Data extracts |
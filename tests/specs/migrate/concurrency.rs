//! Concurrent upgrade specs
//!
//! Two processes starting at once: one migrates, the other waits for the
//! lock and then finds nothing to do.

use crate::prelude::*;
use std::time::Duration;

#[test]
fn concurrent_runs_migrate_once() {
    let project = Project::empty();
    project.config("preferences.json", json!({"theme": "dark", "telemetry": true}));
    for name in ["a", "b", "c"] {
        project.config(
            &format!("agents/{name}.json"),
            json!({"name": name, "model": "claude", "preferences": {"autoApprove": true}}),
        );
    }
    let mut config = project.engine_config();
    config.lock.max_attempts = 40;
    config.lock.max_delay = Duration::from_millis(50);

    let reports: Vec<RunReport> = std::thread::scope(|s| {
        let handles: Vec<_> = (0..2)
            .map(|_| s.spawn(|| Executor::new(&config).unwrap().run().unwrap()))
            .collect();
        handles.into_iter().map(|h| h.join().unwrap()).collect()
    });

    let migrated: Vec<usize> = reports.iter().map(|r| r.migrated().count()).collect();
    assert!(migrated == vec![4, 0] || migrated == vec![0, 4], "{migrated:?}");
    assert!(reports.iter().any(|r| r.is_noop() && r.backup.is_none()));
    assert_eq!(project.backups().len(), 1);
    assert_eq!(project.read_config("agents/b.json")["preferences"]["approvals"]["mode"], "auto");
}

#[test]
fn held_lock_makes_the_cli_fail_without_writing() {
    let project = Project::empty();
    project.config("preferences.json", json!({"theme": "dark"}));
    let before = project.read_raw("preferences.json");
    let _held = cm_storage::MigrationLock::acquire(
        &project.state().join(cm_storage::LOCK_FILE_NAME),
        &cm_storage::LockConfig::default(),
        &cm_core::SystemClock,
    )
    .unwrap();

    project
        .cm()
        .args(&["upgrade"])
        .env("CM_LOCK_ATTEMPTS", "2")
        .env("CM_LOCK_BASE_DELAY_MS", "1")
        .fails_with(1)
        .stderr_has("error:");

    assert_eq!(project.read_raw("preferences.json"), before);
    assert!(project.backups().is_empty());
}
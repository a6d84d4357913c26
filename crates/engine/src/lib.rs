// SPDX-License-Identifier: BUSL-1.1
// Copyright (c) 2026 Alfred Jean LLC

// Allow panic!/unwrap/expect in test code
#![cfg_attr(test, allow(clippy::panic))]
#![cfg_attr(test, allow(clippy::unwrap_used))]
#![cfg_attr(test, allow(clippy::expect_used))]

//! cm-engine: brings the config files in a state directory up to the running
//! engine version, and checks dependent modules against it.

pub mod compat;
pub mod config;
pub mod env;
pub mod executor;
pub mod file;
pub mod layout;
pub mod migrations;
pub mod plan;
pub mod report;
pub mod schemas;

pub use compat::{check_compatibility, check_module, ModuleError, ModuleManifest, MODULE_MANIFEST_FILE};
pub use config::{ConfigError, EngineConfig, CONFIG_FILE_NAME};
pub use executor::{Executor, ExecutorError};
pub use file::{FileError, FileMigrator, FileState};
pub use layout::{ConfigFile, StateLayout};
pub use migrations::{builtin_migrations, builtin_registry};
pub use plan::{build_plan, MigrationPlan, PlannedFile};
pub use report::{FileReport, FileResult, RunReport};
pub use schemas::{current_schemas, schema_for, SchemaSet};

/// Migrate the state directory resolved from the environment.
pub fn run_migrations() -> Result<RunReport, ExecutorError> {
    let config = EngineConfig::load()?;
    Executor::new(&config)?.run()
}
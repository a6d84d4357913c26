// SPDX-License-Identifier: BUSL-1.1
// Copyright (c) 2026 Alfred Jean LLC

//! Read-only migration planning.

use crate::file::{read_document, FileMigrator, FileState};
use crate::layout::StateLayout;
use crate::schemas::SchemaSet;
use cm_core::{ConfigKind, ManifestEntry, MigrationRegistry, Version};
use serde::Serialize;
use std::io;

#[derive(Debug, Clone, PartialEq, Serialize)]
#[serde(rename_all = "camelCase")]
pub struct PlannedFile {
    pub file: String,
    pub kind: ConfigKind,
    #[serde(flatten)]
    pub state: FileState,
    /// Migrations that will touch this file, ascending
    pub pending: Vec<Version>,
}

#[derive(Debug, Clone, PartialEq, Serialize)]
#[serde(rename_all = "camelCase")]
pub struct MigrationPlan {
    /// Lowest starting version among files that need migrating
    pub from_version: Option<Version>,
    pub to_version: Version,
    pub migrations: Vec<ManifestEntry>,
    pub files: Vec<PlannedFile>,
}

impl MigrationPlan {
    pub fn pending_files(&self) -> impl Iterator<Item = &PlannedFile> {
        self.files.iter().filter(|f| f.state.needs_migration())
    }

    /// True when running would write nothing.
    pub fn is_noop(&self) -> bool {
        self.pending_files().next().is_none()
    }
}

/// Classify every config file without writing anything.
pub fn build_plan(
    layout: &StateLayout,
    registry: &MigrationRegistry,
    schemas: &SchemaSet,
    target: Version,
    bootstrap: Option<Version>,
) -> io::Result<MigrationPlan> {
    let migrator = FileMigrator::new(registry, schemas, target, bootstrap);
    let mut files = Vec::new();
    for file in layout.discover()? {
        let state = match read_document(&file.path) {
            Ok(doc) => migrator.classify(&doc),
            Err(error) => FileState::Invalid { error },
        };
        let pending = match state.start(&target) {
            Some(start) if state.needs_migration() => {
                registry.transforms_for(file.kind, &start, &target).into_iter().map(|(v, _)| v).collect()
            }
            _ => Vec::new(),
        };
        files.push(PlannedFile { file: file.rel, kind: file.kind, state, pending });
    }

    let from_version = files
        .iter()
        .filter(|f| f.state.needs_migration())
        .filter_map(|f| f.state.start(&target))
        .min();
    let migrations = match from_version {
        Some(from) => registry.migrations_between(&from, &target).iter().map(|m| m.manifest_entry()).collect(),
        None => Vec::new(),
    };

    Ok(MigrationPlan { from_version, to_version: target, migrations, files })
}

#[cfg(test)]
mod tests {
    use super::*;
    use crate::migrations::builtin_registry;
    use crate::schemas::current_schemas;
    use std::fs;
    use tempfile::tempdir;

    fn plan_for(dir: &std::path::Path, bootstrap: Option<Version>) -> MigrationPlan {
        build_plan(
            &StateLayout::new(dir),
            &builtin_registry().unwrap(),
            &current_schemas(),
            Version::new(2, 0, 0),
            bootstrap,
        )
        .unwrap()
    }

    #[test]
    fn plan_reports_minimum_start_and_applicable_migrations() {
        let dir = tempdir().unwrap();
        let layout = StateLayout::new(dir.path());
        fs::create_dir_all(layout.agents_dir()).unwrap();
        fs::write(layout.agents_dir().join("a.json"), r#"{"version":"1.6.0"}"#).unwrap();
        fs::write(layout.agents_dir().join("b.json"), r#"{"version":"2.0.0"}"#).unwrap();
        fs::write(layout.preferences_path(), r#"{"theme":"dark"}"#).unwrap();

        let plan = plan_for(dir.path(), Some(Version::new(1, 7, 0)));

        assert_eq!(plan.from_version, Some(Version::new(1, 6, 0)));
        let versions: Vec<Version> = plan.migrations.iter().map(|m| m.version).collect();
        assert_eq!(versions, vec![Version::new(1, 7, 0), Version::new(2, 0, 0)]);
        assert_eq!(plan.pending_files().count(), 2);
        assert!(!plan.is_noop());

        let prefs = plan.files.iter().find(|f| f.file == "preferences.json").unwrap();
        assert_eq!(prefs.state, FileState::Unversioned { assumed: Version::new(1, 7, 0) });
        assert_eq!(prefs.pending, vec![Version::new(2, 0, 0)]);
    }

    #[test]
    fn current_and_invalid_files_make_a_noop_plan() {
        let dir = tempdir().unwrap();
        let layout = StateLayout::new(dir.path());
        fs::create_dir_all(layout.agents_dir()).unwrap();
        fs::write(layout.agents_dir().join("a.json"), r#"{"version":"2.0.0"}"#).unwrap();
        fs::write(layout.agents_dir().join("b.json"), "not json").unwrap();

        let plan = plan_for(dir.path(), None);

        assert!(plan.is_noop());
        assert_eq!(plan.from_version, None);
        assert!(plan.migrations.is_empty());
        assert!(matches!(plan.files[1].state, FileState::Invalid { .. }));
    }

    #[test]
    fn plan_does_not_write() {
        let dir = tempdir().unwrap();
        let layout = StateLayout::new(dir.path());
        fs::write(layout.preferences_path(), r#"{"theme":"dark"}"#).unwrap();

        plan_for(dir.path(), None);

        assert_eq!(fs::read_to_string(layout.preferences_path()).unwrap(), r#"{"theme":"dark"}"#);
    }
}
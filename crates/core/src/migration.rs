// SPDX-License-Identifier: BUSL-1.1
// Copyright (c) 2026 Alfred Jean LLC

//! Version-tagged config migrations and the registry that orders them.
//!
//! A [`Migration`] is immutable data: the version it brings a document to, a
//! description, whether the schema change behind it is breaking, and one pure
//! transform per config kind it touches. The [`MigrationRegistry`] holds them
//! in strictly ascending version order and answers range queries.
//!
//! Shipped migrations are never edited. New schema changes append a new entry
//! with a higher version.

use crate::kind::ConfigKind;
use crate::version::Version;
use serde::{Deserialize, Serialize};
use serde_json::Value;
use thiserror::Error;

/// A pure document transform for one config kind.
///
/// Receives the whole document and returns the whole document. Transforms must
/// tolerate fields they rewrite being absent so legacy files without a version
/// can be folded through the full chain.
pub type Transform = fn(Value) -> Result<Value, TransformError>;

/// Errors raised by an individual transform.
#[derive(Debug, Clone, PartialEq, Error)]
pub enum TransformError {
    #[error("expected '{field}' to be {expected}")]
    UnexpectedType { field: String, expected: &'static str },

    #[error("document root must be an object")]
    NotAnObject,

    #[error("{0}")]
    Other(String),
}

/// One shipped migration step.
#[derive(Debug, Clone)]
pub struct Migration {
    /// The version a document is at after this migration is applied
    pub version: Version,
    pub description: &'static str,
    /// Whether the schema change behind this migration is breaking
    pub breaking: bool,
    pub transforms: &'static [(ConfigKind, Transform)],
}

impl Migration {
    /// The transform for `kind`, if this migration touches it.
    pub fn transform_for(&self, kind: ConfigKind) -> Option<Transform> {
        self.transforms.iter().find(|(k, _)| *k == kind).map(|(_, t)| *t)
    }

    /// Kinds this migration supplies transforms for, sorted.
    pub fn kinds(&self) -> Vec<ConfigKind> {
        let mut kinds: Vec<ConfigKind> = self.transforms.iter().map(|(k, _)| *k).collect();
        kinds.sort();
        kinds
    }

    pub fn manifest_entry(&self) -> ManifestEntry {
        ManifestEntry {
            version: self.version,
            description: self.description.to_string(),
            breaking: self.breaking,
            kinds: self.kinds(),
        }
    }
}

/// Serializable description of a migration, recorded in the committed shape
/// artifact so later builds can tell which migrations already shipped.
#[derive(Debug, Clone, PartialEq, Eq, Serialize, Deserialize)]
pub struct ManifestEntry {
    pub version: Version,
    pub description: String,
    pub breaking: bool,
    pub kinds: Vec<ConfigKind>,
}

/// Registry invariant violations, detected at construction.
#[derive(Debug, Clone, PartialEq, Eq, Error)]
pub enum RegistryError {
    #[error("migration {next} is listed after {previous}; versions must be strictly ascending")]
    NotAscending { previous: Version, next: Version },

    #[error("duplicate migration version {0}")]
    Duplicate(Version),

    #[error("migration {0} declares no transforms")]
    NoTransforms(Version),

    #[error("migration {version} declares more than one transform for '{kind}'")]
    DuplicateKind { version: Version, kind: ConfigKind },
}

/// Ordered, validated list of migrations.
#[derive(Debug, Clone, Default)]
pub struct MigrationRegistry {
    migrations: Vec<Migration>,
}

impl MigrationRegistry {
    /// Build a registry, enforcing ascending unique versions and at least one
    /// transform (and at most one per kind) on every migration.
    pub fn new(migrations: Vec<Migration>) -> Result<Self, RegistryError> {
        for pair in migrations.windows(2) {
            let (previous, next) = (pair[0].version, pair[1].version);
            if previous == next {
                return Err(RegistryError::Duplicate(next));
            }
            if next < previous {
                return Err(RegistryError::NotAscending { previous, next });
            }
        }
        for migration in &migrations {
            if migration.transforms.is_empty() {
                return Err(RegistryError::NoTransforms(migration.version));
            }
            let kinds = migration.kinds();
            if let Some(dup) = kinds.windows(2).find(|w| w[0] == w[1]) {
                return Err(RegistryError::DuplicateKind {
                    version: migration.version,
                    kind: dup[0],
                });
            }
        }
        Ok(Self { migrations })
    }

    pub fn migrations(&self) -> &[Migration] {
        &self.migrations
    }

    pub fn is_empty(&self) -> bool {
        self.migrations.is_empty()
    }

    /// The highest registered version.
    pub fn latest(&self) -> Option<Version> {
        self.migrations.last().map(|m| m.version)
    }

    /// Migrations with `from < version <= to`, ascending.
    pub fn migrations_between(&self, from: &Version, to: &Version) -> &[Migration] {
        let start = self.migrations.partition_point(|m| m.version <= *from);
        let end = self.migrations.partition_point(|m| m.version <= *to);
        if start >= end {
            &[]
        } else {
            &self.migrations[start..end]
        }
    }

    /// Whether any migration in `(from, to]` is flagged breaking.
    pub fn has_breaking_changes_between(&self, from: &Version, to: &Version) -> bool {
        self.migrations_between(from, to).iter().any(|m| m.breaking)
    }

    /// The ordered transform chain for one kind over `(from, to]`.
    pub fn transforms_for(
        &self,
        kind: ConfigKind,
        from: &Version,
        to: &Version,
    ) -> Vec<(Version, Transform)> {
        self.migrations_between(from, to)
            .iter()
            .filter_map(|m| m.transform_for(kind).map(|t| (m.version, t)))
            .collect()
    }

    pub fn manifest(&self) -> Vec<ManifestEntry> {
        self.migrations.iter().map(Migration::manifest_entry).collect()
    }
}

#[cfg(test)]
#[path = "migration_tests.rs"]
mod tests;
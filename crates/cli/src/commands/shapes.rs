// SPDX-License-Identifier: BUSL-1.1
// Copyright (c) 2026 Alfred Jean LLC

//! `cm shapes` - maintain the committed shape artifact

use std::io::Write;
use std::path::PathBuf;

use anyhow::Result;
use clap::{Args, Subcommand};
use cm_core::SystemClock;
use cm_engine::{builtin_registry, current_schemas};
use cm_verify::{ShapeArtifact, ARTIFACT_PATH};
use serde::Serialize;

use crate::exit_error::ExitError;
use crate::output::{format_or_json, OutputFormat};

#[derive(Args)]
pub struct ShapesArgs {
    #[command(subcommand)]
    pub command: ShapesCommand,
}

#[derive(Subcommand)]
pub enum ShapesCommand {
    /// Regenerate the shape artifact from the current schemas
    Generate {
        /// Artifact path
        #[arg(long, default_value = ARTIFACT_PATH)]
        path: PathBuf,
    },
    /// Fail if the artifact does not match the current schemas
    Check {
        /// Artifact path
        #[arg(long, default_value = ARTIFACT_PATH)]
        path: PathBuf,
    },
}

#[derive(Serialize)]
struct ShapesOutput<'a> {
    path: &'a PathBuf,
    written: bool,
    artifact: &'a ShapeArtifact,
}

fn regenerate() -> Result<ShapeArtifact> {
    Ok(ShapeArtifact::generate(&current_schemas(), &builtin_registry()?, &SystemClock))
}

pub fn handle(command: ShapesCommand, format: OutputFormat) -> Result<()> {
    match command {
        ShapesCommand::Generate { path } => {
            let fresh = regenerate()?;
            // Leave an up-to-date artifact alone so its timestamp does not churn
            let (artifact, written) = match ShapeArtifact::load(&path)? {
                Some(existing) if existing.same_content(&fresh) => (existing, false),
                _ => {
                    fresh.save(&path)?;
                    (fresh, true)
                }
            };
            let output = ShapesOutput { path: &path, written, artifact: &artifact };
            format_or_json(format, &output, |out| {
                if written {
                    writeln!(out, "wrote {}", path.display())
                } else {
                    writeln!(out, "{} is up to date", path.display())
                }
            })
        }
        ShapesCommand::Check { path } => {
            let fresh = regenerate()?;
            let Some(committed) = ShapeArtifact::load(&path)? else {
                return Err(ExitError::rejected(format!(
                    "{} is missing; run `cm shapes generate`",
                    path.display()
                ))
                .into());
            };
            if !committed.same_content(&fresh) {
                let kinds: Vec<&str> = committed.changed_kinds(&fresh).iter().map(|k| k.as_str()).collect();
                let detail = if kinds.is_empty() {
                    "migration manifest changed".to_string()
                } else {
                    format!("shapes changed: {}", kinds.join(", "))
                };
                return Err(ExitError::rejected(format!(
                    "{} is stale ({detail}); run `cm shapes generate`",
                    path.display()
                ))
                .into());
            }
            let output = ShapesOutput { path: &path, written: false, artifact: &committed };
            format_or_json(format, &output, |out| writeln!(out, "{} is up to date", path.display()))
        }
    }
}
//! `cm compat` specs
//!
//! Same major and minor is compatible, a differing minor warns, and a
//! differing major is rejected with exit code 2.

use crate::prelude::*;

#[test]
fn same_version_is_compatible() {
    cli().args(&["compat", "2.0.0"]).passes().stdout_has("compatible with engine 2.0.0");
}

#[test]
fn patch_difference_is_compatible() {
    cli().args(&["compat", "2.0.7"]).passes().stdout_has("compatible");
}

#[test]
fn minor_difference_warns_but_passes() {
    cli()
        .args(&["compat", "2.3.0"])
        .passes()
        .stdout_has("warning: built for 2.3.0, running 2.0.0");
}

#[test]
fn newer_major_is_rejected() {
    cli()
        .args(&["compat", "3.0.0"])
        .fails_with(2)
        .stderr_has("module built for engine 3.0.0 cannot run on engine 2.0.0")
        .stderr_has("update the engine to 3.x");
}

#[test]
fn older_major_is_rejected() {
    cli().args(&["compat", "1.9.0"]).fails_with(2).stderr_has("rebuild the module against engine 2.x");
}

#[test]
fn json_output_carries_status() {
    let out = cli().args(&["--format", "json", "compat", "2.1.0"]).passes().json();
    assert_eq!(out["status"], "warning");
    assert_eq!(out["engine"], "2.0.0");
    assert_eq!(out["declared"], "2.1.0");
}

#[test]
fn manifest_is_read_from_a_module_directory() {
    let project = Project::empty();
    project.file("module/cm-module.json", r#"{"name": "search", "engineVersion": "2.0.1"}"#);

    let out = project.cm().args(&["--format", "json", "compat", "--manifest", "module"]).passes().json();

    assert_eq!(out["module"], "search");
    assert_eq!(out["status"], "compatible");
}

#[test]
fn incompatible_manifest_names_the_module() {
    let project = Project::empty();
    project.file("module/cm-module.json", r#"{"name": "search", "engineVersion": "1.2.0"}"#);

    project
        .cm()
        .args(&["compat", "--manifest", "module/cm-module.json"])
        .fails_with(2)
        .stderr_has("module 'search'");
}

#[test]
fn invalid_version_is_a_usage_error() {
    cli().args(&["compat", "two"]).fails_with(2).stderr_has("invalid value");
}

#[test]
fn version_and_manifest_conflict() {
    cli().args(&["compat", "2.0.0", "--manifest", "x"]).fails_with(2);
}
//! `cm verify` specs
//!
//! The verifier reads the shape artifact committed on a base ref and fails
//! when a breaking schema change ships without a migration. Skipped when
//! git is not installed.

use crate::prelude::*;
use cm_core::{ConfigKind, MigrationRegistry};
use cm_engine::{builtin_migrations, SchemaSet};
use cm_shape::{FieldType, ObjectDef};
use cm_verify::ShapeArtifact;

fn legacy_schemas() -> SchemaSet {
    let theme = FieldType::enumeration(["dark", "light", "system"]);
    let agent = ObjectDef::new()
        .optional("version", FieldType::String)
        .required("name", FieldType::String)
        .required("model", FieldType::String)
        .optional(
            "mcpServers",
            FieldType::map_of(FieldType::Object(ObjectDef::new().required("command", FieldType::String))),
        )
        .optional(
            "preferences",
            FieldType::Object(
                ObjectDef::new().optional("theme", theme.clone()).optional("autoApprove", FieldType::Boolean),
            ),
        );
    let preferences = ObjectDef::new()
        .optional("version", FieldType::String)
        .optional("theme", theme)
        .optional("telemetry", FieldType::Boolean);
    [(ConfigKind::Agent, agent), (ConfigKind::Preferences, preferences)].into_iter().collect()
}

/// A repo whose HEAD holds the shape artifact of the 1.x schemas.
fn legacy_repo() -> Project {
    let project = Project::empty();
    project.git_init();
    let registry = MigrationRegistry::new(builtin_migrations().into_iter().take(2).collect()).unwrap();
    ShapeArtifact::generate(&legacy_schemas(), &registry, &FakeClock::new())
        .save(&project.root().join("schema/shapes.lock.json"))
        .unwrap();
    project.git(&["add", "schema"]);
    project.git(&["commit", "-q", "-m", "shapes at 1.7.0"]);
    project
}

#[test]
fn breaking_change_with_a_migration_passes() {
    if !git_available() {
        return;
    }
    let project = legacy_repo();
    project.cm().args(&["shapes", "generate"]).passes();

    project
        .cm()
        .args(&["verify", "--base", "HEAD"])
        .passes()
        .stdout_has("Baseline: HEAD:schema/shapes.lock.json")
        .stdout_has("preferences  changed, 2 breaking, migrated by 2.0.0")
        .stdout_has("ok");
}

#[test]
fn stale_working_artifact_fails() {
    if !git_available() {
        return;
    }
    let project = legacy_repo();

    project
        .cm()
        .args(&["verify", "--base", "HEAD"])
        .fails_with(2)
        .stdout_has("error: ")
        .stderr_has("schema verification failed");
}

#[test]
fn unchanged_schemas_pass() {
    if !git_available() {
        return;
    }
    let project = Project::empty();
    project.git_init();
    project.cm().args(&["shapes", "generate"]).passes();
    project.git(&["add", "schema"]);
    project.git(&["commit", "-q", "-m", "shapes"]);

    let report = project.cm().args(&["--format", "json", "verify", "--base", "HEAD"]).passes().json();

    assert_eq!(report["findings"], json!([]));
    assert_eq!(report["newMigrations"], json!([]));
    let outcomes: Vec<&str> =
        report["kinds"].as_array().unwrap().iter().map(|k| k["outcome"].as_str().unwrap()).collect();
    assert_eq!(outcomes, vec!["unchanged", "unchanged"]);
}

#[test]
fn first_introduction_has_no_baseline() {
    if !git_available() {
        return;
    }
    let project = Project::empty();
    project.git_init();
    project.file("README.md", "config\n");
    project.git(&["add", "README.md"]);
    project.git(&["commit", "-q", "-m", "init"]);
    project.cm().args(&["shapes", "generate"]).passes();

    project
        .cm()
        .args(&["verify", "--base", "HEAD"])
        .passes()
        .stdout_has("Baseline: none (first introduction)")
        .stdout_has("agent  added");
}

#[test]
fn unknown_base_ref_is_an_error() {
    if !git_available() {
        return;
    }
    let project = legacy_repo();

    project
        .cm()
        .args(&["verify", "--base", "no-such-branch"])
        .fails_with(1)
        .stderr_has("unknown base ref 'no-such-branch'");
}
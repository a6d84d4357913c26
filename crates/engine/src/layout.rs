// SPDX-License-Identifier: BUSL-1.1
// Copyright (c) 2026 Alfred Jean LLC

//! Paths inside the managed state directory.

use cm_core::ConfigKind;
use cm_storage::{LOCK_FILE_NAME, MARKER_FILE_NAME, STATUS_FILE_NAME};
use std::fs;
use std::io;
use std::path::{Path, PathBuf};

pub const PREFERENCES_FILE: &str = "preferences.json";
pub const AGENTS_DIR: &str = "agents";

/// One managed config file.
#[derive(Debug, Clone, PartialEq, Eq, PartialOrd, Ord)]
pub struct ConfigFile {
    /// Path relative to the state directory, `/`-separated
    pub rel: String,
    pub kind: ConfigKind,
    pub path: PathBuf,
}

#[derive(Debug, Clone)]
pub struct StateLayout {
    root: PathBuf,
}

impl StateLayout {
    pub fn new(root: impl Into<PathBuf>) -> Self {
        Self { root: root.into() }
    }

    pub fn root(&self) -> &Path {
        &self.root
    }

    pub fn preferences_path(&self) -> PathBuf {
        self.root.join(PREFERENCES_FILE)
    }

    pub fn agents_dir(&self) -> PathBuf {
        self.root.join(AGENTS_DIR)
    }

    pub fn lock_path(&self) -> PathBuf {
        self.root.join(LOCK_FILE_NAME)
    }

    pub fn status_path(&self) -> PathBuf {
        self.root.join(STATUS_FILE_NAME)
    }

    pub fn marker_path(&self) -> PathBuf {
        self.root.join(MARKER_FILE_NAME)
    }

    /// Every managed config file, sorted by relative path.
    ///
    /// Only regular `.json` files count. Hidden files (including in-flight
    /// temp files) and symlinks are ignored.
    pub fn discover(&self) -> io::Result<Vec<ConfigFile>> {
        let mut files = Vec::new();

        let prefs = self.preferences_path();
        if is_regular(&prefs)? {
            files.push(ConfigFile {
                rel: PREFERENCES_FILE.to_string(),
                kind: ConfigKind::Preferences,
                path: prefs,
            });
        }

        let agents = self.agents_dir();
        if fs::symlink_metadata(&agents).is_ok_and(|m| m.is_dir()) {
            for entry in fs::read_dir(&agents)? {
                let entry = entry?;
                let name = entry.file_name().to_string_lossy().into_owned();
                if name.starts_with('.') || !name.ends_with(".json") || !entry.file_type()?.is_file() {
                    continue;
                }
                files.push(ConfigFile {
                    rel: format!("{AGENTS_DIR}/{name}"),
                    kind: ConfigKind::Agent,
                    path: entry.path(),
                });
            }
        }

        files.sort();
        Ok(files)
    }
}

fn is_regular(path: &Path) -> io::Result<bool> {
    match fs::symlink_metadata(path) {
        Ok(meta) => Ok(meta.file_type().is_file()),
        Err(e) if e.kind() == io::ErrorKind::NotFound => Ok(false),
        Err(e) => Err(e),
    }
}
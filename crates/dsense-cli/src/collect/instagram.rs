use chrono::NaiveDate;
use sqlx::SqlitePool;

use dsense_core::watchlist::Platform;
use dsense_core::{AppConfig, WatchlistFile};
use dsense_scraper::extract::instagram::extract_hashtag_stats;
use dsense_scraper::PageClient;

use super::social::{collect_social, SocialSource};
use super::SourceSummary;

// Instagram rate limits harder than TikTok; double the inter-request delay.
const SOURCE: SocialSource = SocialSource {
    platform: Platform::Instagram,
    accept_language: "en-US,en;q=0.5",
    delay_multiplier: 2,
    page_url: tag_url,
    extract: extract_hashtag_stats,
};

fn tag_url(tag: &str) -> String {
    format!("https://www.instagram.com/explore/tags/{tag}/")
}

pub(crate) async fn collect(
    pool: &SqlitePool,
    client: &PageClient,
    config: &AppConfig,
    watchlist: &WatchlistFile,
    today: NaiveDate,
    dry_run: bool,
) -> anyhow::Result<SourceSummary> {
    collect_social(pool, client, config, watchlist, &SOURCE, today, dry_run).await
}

Task description | Retype exactly the span of lines from the one with "that orders them." through the one with "transform per config"; include both ends and omit the rest of the material.

Expected output |
//! Version-tagged config migrations and the registry that orders them.
//!
//! A [`Migration`] is immutable data: the version it brings a document to, a
//! description, whether the schema change behind it is breaking, and one pure
//! transform per config kind it touches. The [`MigrationRegistry`] holds them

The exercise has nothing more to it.